### WHAT TO WORK ON
Copy out the lines of the material that include the string "role".

### INPUT DATA
————
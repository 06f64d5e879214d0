//! Minimal element tree.
//!
//! Just enough of a document to carry attributes, find header cells and
//! walk descendants in document order. Hosts with a real DOM convert into
//! this shape (or build it directly) before calling the builder.

use std::fmt;

use serde::de::{MapAccess, Visitor};
use serde::ser::{SerializeMap, Serializer};
use serde::{Deserialize, Deserializer, Serialize};

use initiatable_resolve::Value;

/// Attributes of one element, in insertion order.
///
/// Keys are lower-cased on the way in, matching how browsers normalize
/// attribute names. Setting an existing key replaces its value in place.
#[derive(Debug, Clone, Default, PartialEq)]
pub struct AttributeBag {
    entries: Vec<(String, Value)>,
}

impl AttributeBag {
    /// Creates an empty bag.
    pub fn new() -> Self {
        Self::default()
    }

    /// Sets an attribute, returning the previous value.
    pub fn set(&mut self, key: &str, value: impl Into<Value>) -> Option<Value> {
        let key = key.to_ascii_lowercase();
        let value = value.into();
        match self.entries.iter_mut().find(|(k, _)| *k == key) {
            Some((_, slot)) => Some(std::mem::replace(slot, value)),
            None => {
                self.entries.push((key, value));
                None
            }
        }
    }

    /// Gets an attribute by key (case-insensitive).
    pub fn get(&self, key: &str) -> Option<&Value> {
        self.entries
            .iter()
            .find(|(k, _)| k.eq_ignore_ascii_case(key))
            .map(|(_, v)| v)
    }

    /// Removes an attribute, returning its value.
    pub fn remove(&mut self, key: &str) -> Option<Value> {
        let index = self
            .entries
            .iter()
            .position(|(k, _)| k.eq_ignore_ascii_case(key))?;
        Some(self.entries.remove(index).1)
    }

    /// Iterates attributes in insertion order.
    pub fn iter(&self) -> impl Iterator<Item = (&str, &Value)> {
        self.entries.iter().map(|(k, v)| (k.as_str(), v))
    }

    /// Iterates attributes under `prefix`, with the prefix stripped.
    ///
    /// With `"data-"` this is the element's dataset.
    pub fn with_prefix<'a>(
        &'a self,
        prefix: &'a str,
    ) -> impl Iterator<Item = (&'a str, &'a Value)> + 'a {
        self.iter()
            .filter_map(move |(k, v)| k.strip_prefix(prefix).map(|rest| (rest, v)))
    }

    /// Returns the number of attributes.
    pub fn len(&self) -> usize {
        self.entries.len()
    }

    /// Returns `true` if there are no attributes.
    pub fn is_empty(&self) -> bool {
        self.entries.is_empty()
    }
}

impl<K: AsRef<str>, V: Into<Value>> FromIterator<(K, V)> for AttributeBag {
    fn from_iter<I: IntoIterator<Item = (K, V)>>(iter: I) -> Self {
        let mut bag = AttributeBag::new();
        for (k, v) in iter {
            bag.set(k.as_ref(), v);
        }
        bag
    }
}

impl Serialize for AttributeBag {
    fn serialize<S: Serializer>(&self, serializer: S) -> Result<S::Ok, S::Error> {
        let mut map = serializer.serialize_map(Some(self.entries.len()))?;
        for (k, v) in &self.entries {
            map.serialize_entry(k, v)?;
        }
        map.end()
    }
}

// Entries are read in document order so that later keys win, as with `set`.
struct AttributeBagVisitor;

impl<'de> Visitor<'de> for AttributeBagVisitor {
    type Value = AttributeBag;

    fn expecting(&self, f: &mut fmt::Formatter<'_>) -> fmt::Result {
        f.write_str("a map of attribute names to values")
    }

    fn visit_map<A: MapAccess<'de>>(self, mut access: A) -> Result<AttributeBag, A::Error> {
        let mut bag = AttributeBag::new();
        while let Some((key, value)) = access.next_entry::<String, Value>()? {
            bag.set(&key, value);
        }
        Ok(bag)
    }
}

impl<'de> Deserialize<'de> for AttributeBag {
    fn deserialize<D: Deserializer<'de>>(deserializer: D) -> Result<Self, D::Error> {
        deserializer.deserialize_map(AttributeBagVisitor)
    }
}

/// A node in the element tree.
#[derive(Debug, Clone, Default, PartialEq, Serialize, Deserialize)]
pub struct Element {
    /// Tag name, compared case-insensitively.
    pub tag: String,
    #[serde(default, skip_serializing_if = "AttributeBag::is_empty")]
    pub attributes: AttributeBag,
    #[serde(default, skip_serializing_if = "Vec::is_empty")]
    pub children: Vec<Element>,
}

impl Element {
    /// Creates an element with no attributes or children.
    pub fn new(tag: impl Into<String>) -> Self {
        Element {
            tag: tag.into(),
            ..Default::default()
        }
    }

    /// Adds an attribute.
    pub fn attr(mut self, key: &str, value: impl Into<Value>) -> Self {
        self.attributes.set(key, value);
        self
    }

    /// Adds a child element.
    pub fn child(mut self, child: Element) -> Self {
        self.children.push(child);
        self
    }

    /// Adds several child elements.
    pub fn children(mut self, children: impl IntoIterator<Item = Element>) -> Self {
        self.children.extend(children);
        self
    }

    /// Returns `true` if this element has the given tag.
    pub fn is(&self, tag: &str) -> bool {
        self.tag.eq_ignore_ascii_case(tag)
    }

    /// The `id` attribute, if it is text.
    pub fn id(&self) -> Option<&str> {
        self.attributes.get("id").and_then(Value::as_str)
    }

    /// Header cells: every `th` inside a `thead`, in document order.
    pub fn header_cells(&self) -> Vec<&Element> {
        let mut cells = Vec::new();
        collect_header_cells(self, false, &mut cells);
        cells
    }

    /// Visits this element and its descendants in document order.
    pub fn walk<'a>(&'a self, visit: &mut impl FnMut(&'a Element)) {
        visit(self);
        for child in &self.children {
            child.walk(visit);
        }
    }

    /// Counts elements (this one included) for which `matches` holds.
    pub fn count(&self, matches: impl Fn(&Element) -> bool) -> usize {
        let mut n = 0;
        self.walk(&mut |el| {
            if matches(el) {
                n += 1;
            }
        });
        n
    }
}

fn collect_header_cells<'a>(el: &'a Element, in_head: bool, cells: &mut Vec<&'a Element>) {
    for child in &el.children {
        let in_head = in_head || child.is("thead");
        if in_head && child.is("th") {
            cells.push(child);
        }
        collect_header_cells(child, in_head, cells);
    }
}

#[cfg(test)]
mod tests {
    use super::*;

    fn table() -> Element {
        Element::new("table")
            .child(
                Element::new("thead").child(
                    Element::new("tr").children([
                        Element::new("th").attr("id", "a"),
                        Element::new("th").attr("id", "b"),
                    ]),
                ),
            )
            .child(
                Element::new("tbody")
                    .child(Element::new("tr").child(Element::new("th").attr("id", "body"))),
            )
    }

    #[test]
    fn keys_are_lower_cased_and_unique() {
        let mut bag = AttributeBag::new();
        assert_eq!(bag.set("data-DT_Paging", "true"), None);
        assert_eq!(bag.set("data-dt_paging", "false"), Some(Value::from("true")));
        assert_eq!(bag.len(), 1);
        assert_eq!(bag.get("DATA-DT_PAGING"), Some(&Value::from("false")));
    }

    #[test]
    fn remove_returns_value() {
        let mut bag: AttributeBag = [("data-role", "datatable")].into_iter().collect();
        assert_eq!(bag.remove("data-role"), Some(Value::from("datatable")));
        assert!(bag.is_empty());
        assert_eq!(bag.remove("data-role"), None);
    }

    #[test]
    fn prefix_view_strips_prefix() {
        let bag: AttributeBag = [("class", "x"), ("data-dt_info", "false"), ("data-role", "t")]
            .into_iter()
            .collect();
        let data: Vec<_> = bag.with_prefix("data-").map(|(k, _)| k).collect();
        assert_eq!(data, ["dt_info", "role"]);
    }

    #[test]
    fn header_cells_only_under_thead() {
        let t = table();
        let ids: Vec<_> = t.header_cells().into_iter().filter_map(Element::id).collect();
        assert_eq!(ids, ["a", "b"]);
    }

    #[test]
    fn walk_is_document_order() {
        let t = table();
        let mut tags = Vec::new();
        t.walk(&mut |el| tags.push(el.tag.clone()));
        assert_eq!(tags, ["table", "thead", "tr", "th", "th", "tbody", "tr", "th"]);
        assert_eq!(t.count(|el| el.is("TH")), 3);
    }

    #[test]
    fn deserializes_from_json() {
        let el: Element = serde_json::from_value(serde_json::json!({
            "tag": "table",
            "attributes": {"data-dt_pageLength": "25"},
            "children": [{"tag": "thead"}]
        }))
        .unwrap();
        assert_eq!(el.attributes.get("data-dt_pagelength"), Some(&Value::from("25")));
        assert_eq!(el.children.len(), 1);
    }

    #[test]
    fn deserialized_attributes_keep_source_order() {
        let el: Element = serde_json::from_str(
            r#"{"tag": "table", "attributes": {
                "id": "t",
                "data-dt_Paging": "true",
                "class": "display",
                "data-dt_paging": "false"
            }}"#,
        )
        .unwrap();
        let keys: Vec<_> = el.attributes.iter().map(|(k, _)| k).collect();
        assert_eq!(keys, ["id", "data-dt_paging", "class"]);
        assert_eq!(el.attributes.get("data-dt_paging"), Some(&Value::from("false")));
    }
}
————
### RESPONSE BELOW
        let mut bag: AttributeBag = [("data-role", "datatable")].into_iter().collect();
        assert_eq!(bag.remove("data-role"), Some(Value::from("datatable")));
        assert_eq!(bag.remove("data-role"), None);
        let bag: AttributeBag = [("class", "x"), ("data-dt_info", "false"), ("data-role", "t")]
        assert_eq!(data, ["dt_info", "role"]);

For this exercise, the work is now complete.